La vicenda umana e politica che si sta svolgendo intorno al letto di ospedale dove Silvio Berlusconi lotta contro l’età e la malattia, l’attenzione mondiale che la notizia del ricovero sta suscitando, dimostrano che il Cavaliere — nel bene e nel male — riesce ancora a catturare il centro della scena. Come dicono gli anglosassoni, è larger than life,più grande della vita, eccessivo, fuori scala. Ma c’è un ambito, al di là della mitologia, dove la crisi della leadership berlusconiana (una crisi che è iniziata prima della malattia e che prescinde da essa) è destinata a impattare con più forza.
Ed è esattamente il perimetro che lambisce il governo, la collocazione internazionale del destra-centro a trazione Fratelli d’Italia e il destino personale di Giorgia Meloni.
Tre lati di un triangolo che si tengono insieme e sui quali la parabola del Cavaliere può influire direttamente.
È vero che il peso di Forza Italia nelle scelte di governo in questi mesi si è andato sempre più affievolendo. Dopo aver fallito la spallata a Ignazio La Russa, eletto presidente del Senato con i voti di qualche senatore compiacente dell’opposizione, il partito di Berlusconi è rimasto avviluppato in una oscura lotta di potere interna, più intrigo di corte che scontro di linee politiche alla luce del sole, alla fine della quale è apparsa vincente la fazione cosiddetta filo-governativa. In altre parole, già prima dell’aggravamento del fondatore, Forza Italia è finita in mano a coloro che ritengono debba essere un docile alleato di Meloni piuttosto che uno scomodo controcanto alla destra. Scelte legittime, ma che inevitabilmente consegnano il destino del partito a una progressiva dissolvenza, che la malattia di Berlusconi ora può soltanto accelerare. Per Forza Italia il futuro sembra già scritto. Una parte, quella più restia a prendere ordini da Fratelli d’Italia, se ne andrà con la Lega. Un’altra parte aderirà direttamente al partito del premier, come già hanno fatto molti ex forzisti, da Lucio Malan a Marcello Pera. Probabilmente altri resisteranno intorno a un simbolo che — modello Udc — bene o male attirerà sempre il voto di qualche nostalgico, ma parliamo comunque della prospettiva di un cespuglio.
Perché gli elettori, nel frattempo, si saranno collocati altrove.

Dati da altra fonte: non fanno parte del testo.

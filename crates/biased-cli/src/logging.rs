//! Tracing subscriber setup

use tracing_subscriber::{EnvFilter, fmt, prelude::*};

/// Install the global subscriber.
///
/// `RUST_LOG` wins when set. Otherwise `--verbose` selects `debug` and the
/// default is `warn`. Output goes to stderr so stdout stays clean for
/// `--json`.
pub fn init(verbose: bool) -> Result<(), Box<dyn std::error::Error + Send + Sync>> {
    let default_level = if verbose { "debug" } else { "warn" };

    let fmt_layer = fmt::layer()
        .with_writer(std::io::stderr)
        .with_target(verbose)
        .with_level(true)
        .compact();

    let filter_layer =
        EnvFilter::try_from_default_env().or_else(|_| EnvFilter::try_new(default_level))?;

    tracing_subscriber::registry()
        .with(filter_layer)
        .with(fmt_layer)
        .try_init()?;

    Ok(())
}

Se questo è il futuro prevedibile per la creatura del Cavaliere, il crepuscolo di Berlusconi interpella anche la premier e la pone di fronte a una sfida destinata potenzialmente a cambiare il corso politico di Fratelli d’Italia, perché rimette al centro il tema della rappresentanza dei moderati. Nel venir meno di Forza Italia, cade infatti anche la finzione del centro-destra con il trattino e si presenta agli italiani, ma anche ai partner europei, un governo di destra-destra. Senza più loschermo dei moderati, senza la pretesa (una finzione se si vuole, ma non per questo meno efficace) di Berlusconi di “garantire” per la destra in Europa e con il Ppe, di esserne il Lord Protettore, sta ora a Meloni decidere cosa fare. Il tempo è insomma maturo perché la ragazza della Garbatella decida di fare un passo verso la trasformazione di un partito post-fascista in qualche cosa di diverso e di più grande. Non solo un accidente della storia, una vampata di consenso elettorale destinata prima o poi a spegnersi, ma qualcosa di duraturo. Che è quello che fece in Spagna Manuel Fraga con il Partido popular, sorto sulle ceneri del franchismo e portato nel Ppe. Si apre insomma per la coalizione di centrodestra un periodo di effervescenza, come un tavolo a tre gambe cui sta venendo meno uno degli appoggi. Meloni, se riesce ad alzare lo sguardo dall’ordinaria amministrazione del governo, può avere l’ambizione di condurre in porto un’operazione politica di definitivo affrancamento del suo partito dalla piccola ridotta nostalgica per farne il nuovo contenitore del centrodestra. Che è quanto aveva provato a fare Gianfranco Fini, prima che Berlusconi decidesse di schiacciarlo come un usurpatore. Stavolta però sarebbe la destra ad avere le chiavi di tutto il condominio. Certo, a quel punto si porrebbe in maniera molto più drammatica il problema delle radici culturali di un tale contenitore. Che dovrebbe necessariamente lasciare in cantina tutto l’armamentario anti-antifascista per ri-orientare i suoi valori con la bussola della Costituzione.